Crítica: Duda Beat e a coroação do romantismo indie brasileiro

Duda Beat por Ana Alexandrino 3
Foto: Ana Alexandrino/Divulgação.
8.5

Em meio a um cenário onde as relações amorosas tornam-se cada vez mais fugazes e instigam desapego, tendo os aplicativos de relacionamento como um dos principais fomentadores, Duda Beat faz um manifesto em favor do romantismo em seu álbum de estreia, intitulado Sinto Muito, e lançando no final do semestre passado.

Nascida em Pernambuco e radicada no Rio de Janeiro, a cantora começou a dar seus primeiros passos no cenário musical há dois anos, quando ela apresentou suas letras ao produtor e amigo de infância Tomás Tróia. Foi desse encontro que seu primeiro registro de inéditas foi sendo construído e lapidado até ser entregue ao público.

Um disco carregado de letras sinceras que abordam as dores causadas por expectativas amorosas não-correspondidas, relacionamentos efêmeros e também da entrega aos amores que não são recíprocos. Ainda que os versos sejam curtos e repetitivos, eles são certeiros e sintetizam cada sentimento vivido por qualquer um que tenha passado pelas mesmas decepções narradas nas canções.

É com “Bixinho”, canção que brinca com a malemolência do samba, que a interprete desabafa sobre o próprio não enquadramento nessas relações contemporâneas. Marcada pelos versos “Eu nunca senti/ Desapego por ninguém/ Por você experimentei/ Não resisti.”, Duda encaminha a obra para as confissões de fragilidade e vulnerabilidade que tal experiência a ocasionou. “Pro Mundo Ouvir” narra a espera da cantora por um amor que a atendesse suas necessidades afetivas, mas que, ainda que o tenha encontrado, percebe que não era o amor romântico que tanto ansiou. “Back to Bad” complementa exatamente essa decepção quando os versos “A vida inteira/ Eu quis me dar inteira/ Mas você só queria a metade” são entoados.

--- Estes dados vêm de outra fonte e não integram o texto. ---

//! Failure classification and backoff schedule for Platform calls
//!
//! Each failed attempt is classified into a [`FetchFailure`], and
//! [`BungieRetryPolicy`] maps that class plus the attempt counter to a
//! backoff. Delays follow the Platform's documented guidance: honor
//! `Retry-After` on throttling, back off linearly on outages and timeouts.

use std::time::Duration;

use vaultwatch_common::{RetryDecision, RetryPolicy};
use vaultwatch_domain::constants::RATE_LIMIT_DEFAULT_WAIT_SECS;
use vaultwatch_domain::VaultWatchError;

/// Why one fetch attempt failed.
#[derive(Debug)]
pub enum FetchFailure {
    /// 401 from the Platform; the session was cleared before retrying.
    Unauthorized,
    /// 429 with the wait the server asked for.
    Throttled { retry_after: Duration },
    /// 503, the Platform is down or in maintenance.
    Unavailable,
    /// The request hit the client-side timeout.
    TimedOut,
    /// Could not reach the host at all.
    Connection(String),
    /// Not retryable; surfaces to the caller as-is.
    Fatal(VaultWatchError),
}

impl FetchFailure {
    /// Convert into the domain error surfaced when attempts run out.
    pub fn into_error(self) -> VaultWatchError {
        match self {
            Self::Unauthorized => {
                VaultWatchError::Auth("profile request rejected (401)".to_string())
            }
            Self::Throttled { .. } => {
                VaultWatchError::Network("rate limited by the API (429)".to_string())
            }
            Self::Unavailable => {
                VaultWatchError::Network("API unavailable (503)".to_string())
            }
            Self::TimedOut => VaultWatchError::Timeout("profile request timed out".to_string()),
            Self::Connection(msg) => VaultWatchError::Network(msg),
            Self::Fatal(e) => e,
        }
    }
}

/// Default backoff schedule for profile fetches.
#[derive(Debug, Clone, Copy, Default)]
pub struct BungieRetryPolicy;

impl RetryPolicy<FetchFailure> for BungieRetryPolicy {
    fn decide(&self, error: &FetchFailure, attempt: u32) -> RetryDecision {
        let attempt = u64::from(attempt);
        match error {
            // The session was already cleared; retry immediately so the
            // token manager can re-authorize.
            FetchFailure::Unauthorized => RetryDecision::Retry(Duration::ZERO),
            FetchFailure::Throttled { retry_after } => RetryDecision::Retry(*retry_after),
            FetchFailure::Unavailable | FetchFailure::Connection(_) => {
                RetryDecision::Retry(Duration::from_secs(5 * (attempt + 1)))
            }
            FetchFailure::TimedOut => RetryDecision::Retry(Duration::from_secs(2 * (attempt + 1))),
            FetchFailure::Fatal(_) => RetryDecision::Stop,
        }
    }
}

/// Wait taken from a `Retry-After` header, falling back to the default.
pub(crate) fn retry_after_wait(header: Option<&str>) -> Duration {
    header
        .and_then(|v| v.trim().parse::<u64>().ok())
        .map_or(Duration::from_secs(RATE_LIMIT_DEFAULT_WAIT_SECS), Duration::from_secs)
}
//! VaultWatch command line interface
//!
//! Thin presentation layer over the library crates: parses arguments, wires
//! the production adapters together, and renders results. All behavior
//! lives below this crate.

use std::process::ExitCode;

use clap::{Parser, Subcommand};
use tracing_subscriber::EnvFilter;

mod commands;

#[derive(Debug, Parser)]
#[command(name = "vaultwatch", version, about = "Destiny 2 progression companion")]
struct Cli {
    #[command(subcommand)]
    command: Command,
}

#[derive(Debug, Subcommand)]
enum Command {
    /// Authorize with Bungie.net through the browser
    Login,
    /// Fetch a player's profile and print progression summaries
    Fetch {
        /// Bungie name tag, e.g. "Guardian#1234"
        tag: String,
        /// Override the profile components requested from the API
        #[arg(long)]
        components: Option<String>,
        /// Item hash to treat as exotic; repeat for each hash
        #[arg(long = "exotic-hash")]
        exotic_hashes: Vec<u64>,
    },
    /// Show session, cache, and API reachability state
    Status,
    /// Delete the stored session
    Logout,
}

#[tokio::main]
async fn main() -> ExitCode {
    // Logging first so .env loading is visible.
    tracing_subscriber::fmt()
        .with_env_filter(
            EnvFilter::try_from_default_env().unwrap_or_else(|_| EnvFilter::new("vaultwatch=info")),
        )
        .with_target(false)
        .init();

    match dotenvy::dotenv() {
        Ok(path) => tracing::debug!(path = %path.display(), "Loaded .env"),
        Err(_) => tracing::debug!("No .env file found"),
    }

    let cli = Cli::parse();

    let result = match cli.command {
        Command::Login => commands::login().await,
        Command::Fetch { tag, components, exotic_hashes } => {
            commands::fetch(&tag, components.as_deref(), &exotic_hashes).await
        }
        Command::Status => commands::status().await,
        Command::Logout => commands::logout().await,
    };

    match result {
        Ok(()) => ExitCode::SUCCESS,
        Err(e) => {
            eprintln!("error: {e:#}");
            ExitCode::FAILURE
        }
    }
}

#[cfg(test)]
mod tests {
    use clap::CommandFactory;

    use super::*;

    #[test]
    fn cli_definition_is_consistent() {
        Cli::command().debug_assert();
    }

    #[test]
    fn fetch_accepts_repeated_exotic_hashes() {
        let cli = Cli::parse_from([
            "vaultwatch",
            "fetch",
            "Guardian#1234",
            "--exotic-hash",
            "111",
            "--exotic-hash",
            "222",
        ]);
        match cli.command {
            Command::Fetch { tag, exotic_hashes, components } => {
                assert_eq!(tag, "Guardian#1234");
                assert_eq!(exotic_hashes, vec![111, 222]);
                assert!(components.is_none());
            }
            other => panic!("parsed unexpected command: {other:?}"),
        }
    }
}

Cada canção em Sinto Muito tem a característica de complementar ou aprofundar os sentimentos expostos nas canções anteriores, proporcionando uma viagem pela experiência amarga encarada por Duda e que reflete na vida daqueles que passaram pelo mesmo. É um disco de caráter pessoal, mas que não deixa de dialogar com o ouvinte.

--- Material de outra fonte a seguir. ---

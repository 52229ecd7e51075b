// crates/csig-canary-core/src/core/environment.rs
// ============================================================================
// Module: Environment Resolver
// Description: Logical environment keys mapped to pinned server configurations.
// Purpose: Select server URL, trust root, and bucket names as one unit.
// Dependencies: serde, thiserror
// ============================================================================

//! ## Overview
//! An environment key is `prod`, `stage`, or `local` (aliases `production`
//! and `staging`), optionally suffixed with `-preview`. The base name selects
//! the server and pinned trust root; the preview qualifier independently
//! selects the `-preview` bucket names. Unknown base names fail: there is no
//! default trust root to fall back to.
//!
//! Resolved configurations are immutable. Switching environments means
//! building a new [`EnvironmentConfig`] and replacing the active one whole.

// ============================================================================
// SECTION: Imports
// ============================================================================

use std::fmt;
use std::str::FromStr;

use serde::Serialize;
use serde::Serializer;
use thiserror::Error;

use crate::core::identifiers::CollectionScope;
use crate::core::identifiers::TrustRootFingerprint;
use crate::core::settings::BLOCKLIST_BUCKET_KEY;
use crate::core::settings::DEFAULT_BUCKET_KEY;
use crate::core::settings::LOAD_DUMP_KEY;
use crate::core::settings::PINNING_BUCKET_KEY;
use crate::core::settings::PUSH_SERVER_KEY;
use crate::core::settings::ROOT_HASH_KEY;
use crate::core::settings::SETTINGS_SERVER_KEY;
use crate::core::settings::SettingChange;

// ============================================================================
// SECTION: Constants
// ============================================================================

/// Production settings server.
pub const SERVER_PROD: &str = "https://firefox.settings.services.mozilla.com/v1";
/// Staging settings server.
pub const SERVER_STAGE: &str = "https://settings.stage.mozaws.net/v1";
/// Local development settings server.
pub const SERVER_LOCAL: &str = "http://localhost:8888/v1";
/// Production content-signing root fingerprint.
pub const HASH_PROD: &str = "97:E8:BA:9C:F1:2F:B3:DE:53:CC:42:A4:E6:57:7E:D6:4D:F4:93:C2:47:B4:14:FE:A0:36:81:8D:38:23:56:0E";
/// Staging content-signing root fingerprint.
pub const HASH_STAGE: &str = "3C:01:44:6A:BE:90:36:CE:A9:A0:9A:CA:A3:A5:20:AC:62:8F:20:A7:AE:32:CE:86:1C:B2:EF:B7:0F:A0:C7:45";
/// Local development content-signing root fingerprint.
pub const HASH_LOCAL: &str = "5E:36:F2:14:DE:82:3F:8B:29:96:89:23:5F:03:41:AC:AF:A0:75:AF:82:CB:4C:D4:30:7C:3D:B3:43:39:2A:FE";
/// Staging push (megaphone) server.
pub const MEGAPHONE_STAGE: &str = "https://autopush.stage.mozaws.net";

/// Qualifier selecting preview buckets.
const PREVIEW_SUFFIX: &str = "-preview";

// ============================================================================
// SECTION: Errors
// ============================================================================

/// Environment key did not name a known base environment.
#[derive(Debug, Clone, PartialEq, Eq, Error)]
#[error("unknown environment: {0:?}")]
pub struct UnknownEnvironmentError(pub String);

// ============================================================================
// SECTION: Environment Keys
// ============================================================================

/// Base environment selecting server and trust root.
#[derive(Debug, Clone, Copy, PartialEq, Eq, Hash)]
pub enum BaseEnvironment {
    /// Production.
    Prod,
    /// Staging.
    Stage,
    /// Local development server.
    Local,
}

impl BaseEnvironment {
    /// Returns the canonical label.
    #[must_use]
    pub const fn as_str(self) -> &'static str {
        match self {
            Self::Prod => "prod",
            Self::Stage => "stage",
            Self::Local => "local",
        }
    }
}

/// Parsed environment key: base environment plus preview qualifier.
#[derive(Debug, Clone, Copy, PartialEq, Eq, Hash)]
pub struct EnvironmentKey {
    /// Base environment.
    pub base: BaseEnvironment,
    /// Whether preview buckets are selected.
    pub preview: bool,
}

impl EnvironmentKey {
    /// Parses `(prod|stage|local)(-preview)?`, case-insensitively.
    ///
    /// # Errors
    ///
    /// Returns [`UnknownEnvironmentError`] for any other base name.
    pub fn parse(value: &str) -> Result<Self, UnknownEnvironmentError> {
        let normalized = value.trim().to_ascii_lowercase();
        let (base_name, preview) = normalized
            .strip_suffix(PREVIEW_SUFFIX)
            .map_or((normalized.as_str(), false), |base| (base, true));
        let base = match base_name {
            "prod" | "production" => BaseEnvironment::Prod,
            "stage" | "staging" => BaseEnvironment::Stage,
            "local" => BaseEnvironment::Local,
            _ => return Err(UnknownEnvironmentError(value.to_string())),
        };
        Ok(Self {
            base,
            preview,
        })
    }
}

impl FromStr for EnvironmentKey {
    type Err = UnknownEnvironmentError;

    fn from_str(value: &str) -> Result<Self, Self::Err> {
        Self::parse(value)
    }
}

impl fmt::Display for EnvironmentKey {
    fn fmt(&self, f: &mut fmt::Formatter<'_>) -> fmt::Result {
        f.write_str(self.base.as_str())?;
        if self.preview {
            f.write_str(PREVIEW_SUFFIX)?;
        }
        Ok(())
    }
}

impl Serialize for EnvironmentKey {
    fn serialize<S: Serializer>(&self, serializer: S) -> Result<S::Ok, S::Error> {
        serializer.collect_str(self)
    }
}

// ============================================================================
// SECTION: Environment Configuration
// ============================================================================

/// Dataset bucket names for one environment.
#[derive(Debug, Clone, PartialEq, Eq, Serialize)]
pub struct BucketNames {
    /// Default (`main`) bucket.
    pub default_bucket: String,
    /// Blocklist bucket.
    pub blocklist_bucket: String,
    /// Pinning bucket.
    pub pinning_bucket: String,
}

impl BucketNames {
    /// Returns the bucket names for the preview qualifier.
    fn for_preview(preview: bool) -> Self {
        let suffix = if preview { PREVIEW_SUFFIX } else { "" };
        Self {
            default_bucket: format!("main{suffix}"),
            blocklist_bucket: format!("blocklists{suffix}"),
            pinning_bucket: format!("pinning{suffix}"),
        }
    }
}

/// Immutable configuration bundle for one environment.
///
/// # Invariants
/// - Server URL, trust root, and bucket names always come from the same key.
#[derive(Debug, Clone, PartialEq, Eq, Serialize)]
pub struct EnvironmentConfig {
    /// Key this configuration was resolved from.
    pub key: EnvironmentKey,
    /// Settings server base URL (no trailing slash).
    pub server_url: String,
    /// Pinned trust root the certificate chain must terminate at.
    pub trust_root: TrustRootFingerprint,
    /// Dataset bucket names.
    pub buckets: BucketNames,
    /// Push server URL; `None` clears the preference.
    pub push_server_url: Option<String>,
    /// Dump loading override; `None` clears the preference.
    pub load_dump: Option<bool>,
}

impl EnvironmentConfig {
    /// Builds the configuration for a parsed key.
    #[must_use]
    pub fn for_key(key: EnvironmentKey) -> Self {
        let (server_url, trust_root, push_server_url, load_dump) = match key.base {
            BaseEnvironment::Prod => (SERVER_PROD, HASH_PROD, None, None),
            BaseEnvironment::Stage => (SERVER_STAGE, HASH_STAGE, Some(MEGAPHONE_STAGE), Some(false)),
            BaseEnvironment::Local => (SERVER_LOCAL, HASH_LOCAL, None, Some(false)),
        };
        Self {
            key,
            server_url: server_url.to_string(),
            trust_root: TrustRootFingerprint::from_static(trust_root),
            buckets: BucketNames::for_preview(key.preview),
            push_server_url: push_server_url.map(str::to_string),
            load_dump,
        }
    }

    /// Returns the full settings batch that activates this environment.
    #[must_use]
    pub fn settings_changes(&self) -> Vec<SettingChange> {
        vec![
            SettingChange::set_str(SETTINGS_SERVER_KEY, self.server_url.clone()),
            SettingChange::set_str(ROOT_HASH_KEY, self.trust_root.as_str()),
            self.push_server_url.as_ref().map_or_else(
                || SettingChange::clear(PUSH_SERVER_KEY),
                |url| SettingChange::set_str(PUSH_SERVER_KEY, url.clone()),
            ),
            self.load_dump.map_or_else(
                || SettingChange::clear(LOAD_DUMP_KEY),
                |value| SettingChange::set_bool(LOAD_DUMP_KEY, value),
            ),
            SettingChange::set_str(DEFAULT_BUCKET_KEY, self.buckets.default_bucket.clone()),
            SettingChange::set_str(BLOCKLIST_BUCKET_KEY, self.buckets.blocklist_bucket.clone()),
            SettingChange::set_str(PINNING_BUCKET_KEY, self.buckets.pinning_bucket.clone()),
        ]
    }

    /// Returns the collection metadata URL.
    #[must_use]
    pub fn metadata_url(&self, scope: &CollectionScope) -> String {
        format!("{}/buckets/{}/collections/{}", self.server_url, scope.bucket, scope.collection)
    }

    /// Returns the collection records URL.
    #[must_use]
    pub fn records_url(&self, scope: &CollectionScope) -> String {
        format!("{}/records", self.metadata_url(scope))
    }
}

/// Resolves an environment key string into its configuration.
///
/// # Errors
///
/// Returns [`UnknownEnvironmentError`] when the base name is not recognized.
pub fn resolve(environment_key: &str) -> Result<EnvironmentConfig, UnknownEnvironmentError> {
    EnvironmentKey::parse(environment_key).map(EnvironmentConfig::for_key)
}

// ============================================================================
// SECTION: Tests
// ============================================================================

#[cfg(test)]
mod tests {
    #![allow(clippy::unwrap_used, reason = "Test-only assertions are permitted.")]

    use super::*;

    #[test]
    fn pinned_fingerprints_are_well_formed() {
        for hash in [HASH_PROD, HASH_STAGE, HASH_LOCAL] {
            let parsed = TrustRootFingerprint::parse(hash).unwrap();
            assert_eq!(parsed.as_str(), hash);
        }
    }

    #[test]
    fn key_display_round_trips() {
        for label in ["prod", "stage-preview", "local", "local-preview"] {
            assert_eq!(EnvironmentKey::parse(label).unwrap().to_string(), label);
        }
    }
}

E são com essas dores do passado que Sinto Muito recorre para a construção de um registro carregado de alto astral, fruto da própria superação da interprete, e de uma versatilidade na qual Duda e Tomás transitam entre influências e elementos que vão desde o samba e a bossa nova até aos ritmos nordestinos. Logo na faixa de introdução, o ouvinte mergulha em arranjos sintéticos que abrem caminho para a divertida “Bébi Beat”, segunda faixa do álbum, que apresenta uma mistura de elementos eletrônicos e orgânicos que transformam os demônios vividos por Duda em algo levemente cômico.

É visível a preocupação da pernambucana e seu amigo em não transformar o álbum em uma obra melancólica. Nos versos que expõem tamanha delicadeza acinzentada sobre o amor, a cantora não poupa em apresentar arranjos cheios de energias. Em faixas como “Parece Pouco” e “Derretendo”, a pernambucana radicada no Rio inclina-se para o rap, preenchido por batidas e efeitos eletrônicos; em “Bolo de Rolo” ela flerta com o reggae praiano; já na delicada “Todo Carinho”, o disco encerra com uma bossa-nova adocicada.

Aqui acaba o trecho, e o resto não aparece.